This exercise calls for every line of the data below with the string "struct" in it.

_ _ _ _ _

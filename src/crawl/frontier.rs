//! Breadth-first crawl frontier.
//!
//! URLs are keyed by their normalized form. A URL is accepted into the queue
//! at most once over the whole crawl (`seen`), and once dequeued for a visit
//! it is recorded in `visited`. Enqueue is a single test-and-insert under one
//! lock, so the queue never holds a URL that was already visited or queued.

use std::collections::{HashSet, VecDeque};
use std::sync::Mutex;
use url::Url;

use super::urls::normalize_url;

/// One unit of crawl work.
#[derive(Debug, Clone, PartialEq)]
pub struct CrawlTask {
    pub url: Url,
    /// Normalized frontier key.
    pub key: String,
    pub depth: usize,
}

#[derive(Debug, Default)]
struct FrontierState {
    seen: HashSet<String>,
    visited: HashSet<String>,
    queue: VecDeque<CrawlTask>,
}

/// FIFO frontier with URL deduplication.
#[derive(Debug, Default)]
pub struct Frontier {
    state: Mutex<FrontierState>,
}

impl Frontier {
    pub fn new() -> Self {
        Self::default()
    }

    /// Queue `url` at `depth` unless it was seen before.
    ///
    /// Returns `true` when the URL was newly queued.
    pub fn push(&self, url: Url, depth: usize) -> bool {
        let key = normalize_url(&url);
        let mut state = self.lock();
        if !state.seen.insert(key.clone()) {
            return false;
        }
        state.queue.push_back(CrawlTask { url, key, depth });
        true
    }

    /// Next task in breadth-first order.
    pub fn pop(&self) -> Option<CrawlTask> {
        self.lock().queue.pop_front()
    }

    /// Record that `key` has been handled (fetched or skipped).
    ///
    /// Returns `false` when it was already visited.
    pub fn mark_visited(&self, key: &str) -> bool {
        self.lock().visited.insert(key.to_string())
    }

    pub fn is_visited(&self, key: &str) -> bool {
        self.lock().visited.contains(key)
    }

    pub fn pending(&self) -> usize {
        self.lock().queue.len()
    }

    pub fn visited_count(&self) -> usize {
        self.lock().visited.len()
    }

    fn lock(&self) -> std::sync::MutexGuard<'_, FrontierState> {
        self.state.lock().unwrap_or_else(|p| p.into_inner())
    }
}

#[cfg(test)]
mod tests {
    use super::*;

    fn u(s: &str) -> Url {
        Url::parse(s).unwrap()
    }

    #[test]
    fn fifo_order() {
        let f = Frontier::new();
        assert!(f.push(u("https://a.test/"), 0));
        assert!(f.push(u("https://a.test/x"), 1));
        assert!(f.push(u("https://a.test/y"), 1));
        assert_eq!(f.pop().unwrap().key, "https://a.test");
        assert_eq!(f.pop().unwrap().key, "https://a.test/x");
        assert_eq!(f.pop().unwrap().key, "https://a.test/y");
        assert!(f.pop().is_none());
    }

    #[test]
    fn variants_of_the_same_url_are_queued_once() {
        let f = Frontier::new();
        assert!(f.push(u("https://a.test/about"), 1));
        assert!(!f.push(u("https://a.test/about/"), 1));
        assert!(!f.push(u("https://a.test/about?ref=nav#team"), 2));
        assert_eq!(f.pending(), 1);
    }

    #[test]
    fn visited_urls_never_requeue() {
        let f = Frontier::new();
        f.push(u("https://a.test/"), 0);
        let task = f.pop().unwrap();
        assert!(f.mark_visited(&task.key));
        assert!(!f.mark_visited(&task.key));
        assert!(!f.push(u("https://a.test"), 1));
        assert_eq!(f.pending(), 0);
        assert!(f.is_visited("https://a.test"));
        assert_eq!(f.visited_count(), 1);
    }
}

_ _ _ _ _

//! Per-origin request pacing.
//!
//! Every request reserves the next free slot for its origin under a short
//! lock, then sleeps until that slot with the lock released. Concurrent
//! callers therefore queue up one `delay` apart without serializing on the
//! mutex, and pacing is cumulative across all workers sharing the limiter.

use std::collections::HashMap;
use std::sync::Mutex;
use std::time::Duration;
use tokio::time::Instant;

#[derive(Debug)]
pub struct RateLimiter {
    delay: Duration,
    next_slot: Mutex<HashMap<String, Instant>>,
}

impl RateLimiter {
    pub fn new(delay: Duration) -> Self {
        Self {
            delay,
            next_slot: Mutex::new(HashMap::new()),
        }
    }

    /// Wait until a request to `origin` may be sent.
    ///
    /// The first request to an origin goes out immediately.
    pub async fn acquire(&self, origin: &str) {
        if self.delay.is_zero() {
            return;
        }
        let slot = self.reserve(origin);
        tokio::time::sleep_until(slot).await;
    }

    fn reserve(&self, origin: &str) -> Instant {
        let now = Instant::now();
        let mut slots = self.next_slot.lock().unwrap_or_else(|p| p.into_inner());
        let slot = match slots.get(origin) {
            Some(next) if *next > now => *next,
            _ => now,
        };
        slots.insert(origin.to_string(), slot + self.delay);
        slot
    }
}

_ _ _ _ _

[RESULT BELOW]:
pub struct CrawlTask {
struct FrontierState {
pub struct Frontier {
pub struct RateLimiter {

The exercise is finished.